Re: [PATCH 1/2] x86/random: Retry on RDSEED failure

From: H. Peter Anvin
Date: Thu Feb 01 2024 - 14:03:19 EST


On February 1, 2024 10:46:06 AM PST, Dave Hansen <dave.hansen@xxxxxxxxx> wrote:
>On 2/1/24 10:09, Jason A. Donenfeld wrote:
>> Question ii) Just how DoS-able is RDRAND? From host to guest, where
>> the host controls scheduling, that seems easier, but how much so, and
>> what's the granularity of these operations, and could retries still
>> help, or not at all?

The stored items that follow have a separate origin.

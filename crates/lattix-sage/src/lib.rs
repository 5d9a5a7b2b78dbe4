// Allow minor clippy style warnings at crate level
#![allow(clippy::must_use_candidate)]
#![allow(clippy::missing_errors_doc)]
#![allow(clippy::missing_panics_doc)]
#![allow(clippy::cast_precision_loss)]
#![allow(clippy::module_name_repetitions)]
#![allow(clippy::doc_markdown)]

//! Unsupervised GraphSAGE on a small reverse-mode autodiff engine.
//!
//! `lattix-sage` learns inductive node embeddings: every mini-batch samples
//! multi-hop neighborhoods, aggregates raw features through trainable
//! layers, and pulls sampled neighbors together while pushing degree-biased
//! negatives apart.
//!
//! # Modules
//!
//! - [`tensor`]: Dense scalar/vector/matrix buffers
//! - [`autodiff`]: Computation graph, memoized forward, additive backward
//! - [`aggregator`], [`layer`]: Mean and max-pool aggregation layers
//! - [`loss`], [`optimizer`]: Contrastive triplet loss and Adam
//! - [`batch`]: Partitioning, positive walks, negative sampling
//! - [`model`]: [`GraphSageTrainer::train`] and
//!   [`GraphSageModel::make_embeddings`]
//!
//! # Pipeline
//!
//! ```text
//! batch nodes ─► sub graphs (hop 0 .. L-1) ─► features of hop L-1
//!                                                   │
//!             layer 0 ◄─────────────────────────────┘
//!                │  ...
//!             layer L-1 ─► normalize rows ─► loss (train) / embeddings
//! ```
//!
//! # Example
//!
//! ```rust
//! use lattix_graph::{AdjacencyGraph, Orientation};
//! use lattix_sage::{AggregatorType, GraphSageConfig, GraphSageTrainer};
//!
//! let graph = AdjacencyGraph::from_edges(
//!     6,
//!     &[(0, 1), (1, 2), (2, 0), (3, 4), (4, 5), (5, 3)],
//!     Orientation::Undirected,
//! )
//! .unwrap();
//! let features: Vec<Vec<f64>> = (0..6).map(|n| vec![n as f64, 1.0]).collect();
//!
//! let config = GraphSageConfig::default()
//!     .with_embedding_dimension(8)
//!     .with_sample_sizes(vec![3, 2])
//!     .with_aggregator(AggregatorType::Pool)
//!     .with_random_seed(42);
//!
//! let result = GraphSageTrainer::new(config).unwrap().train(&graph, &features).unwrap();
//! assert!(result.start_loss.is_finite());
//!
//! let embeddings = result.model.make_embeddings(&graph, &features).unwrap();
//! assert_eq!(embeddings.len(), 6);
//! ```

pub mod aggregator;
pub mod autodiff;
pub mod batch;
pub mod config;
mod error;
pub mod features;
pub mod layer;
pub mod loss;
pub mod model;
pub mod optimizer;
pub mod tensor;
pub mod termination;

pub use config::{ActivationFunction, AggregatorType, GraphSageConfig, LayerConfig};
pub use error::{Error, Result};
pub use model::{GraphSageModel, GraphSageTrainer, TrainMetrics, TrainResult};
pub use termination::TerminationFlag;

What about from guest to guest, where the
>> scheduling is out of control; in that case is there a value of N for
>> which N retries makes it actually impossible to DoS? What about from
>> userspace to kernelspace; good value of N?
>
>So far, in practice, I haven't seen a single failure of RDRAND. It's
>been limited to RDSEED. In a perfect world, I'd change the architecture
>docs to say, "RDRAND only fails when the hardware breaks" and leave
>RDSEED defined to be the one that fails easily.
>
>Dealing with a fragile RDSEED seems like a much easier problem than
>dealing with a fragile RDRAND since RDSEED is used _much_ more sparingly
>in the kernel today.
>
>But I'm not sure if the hardware implementations fit into this perfect
>world I've conjured up. We're going to wrangle up the folks at Intel
>who can hopefully tell me if I'm totally deluded.
>
>Has anyone seen RDRAND failures in practice? Or just RDSEED?
>
>> Question iii) How likely is Intel to actually fix this in a
>> satisfactory way (see "specifying this is an interesting question" in
>> [1])? And if they would, what would the timeline even be?
>
>If the fix is pure documentation, it's on the order of months. I'm
>holding out hope that some kind of anti-DoS claims like you mentioned:
>
>> Specifying this is an interesting question. What exactly might our
>> requirements be for a "non-broken" RDRAND? It seems like we have two
>> basic ones:
>>
>> - One VMX (or host) context can't DoS another one.
>> - Ring 3 can't DoS ring 0.
>
>are still possible on existing hardware, at least for RDRAND.

The real question is: what do we actually need?

During startup, we could afford a *lot* of looping to collect enough entropy before giving up. After that, even if RDSEED fails 99% of the time, it will still produce far more entropy than a typical external randomness source. We don't want to loop that long, obviously (*), but instead try periodically and let the entropy accumulate.

(*) We *could* of course choose to aggressively loop in task context if there task would otherwise block on /dev/random.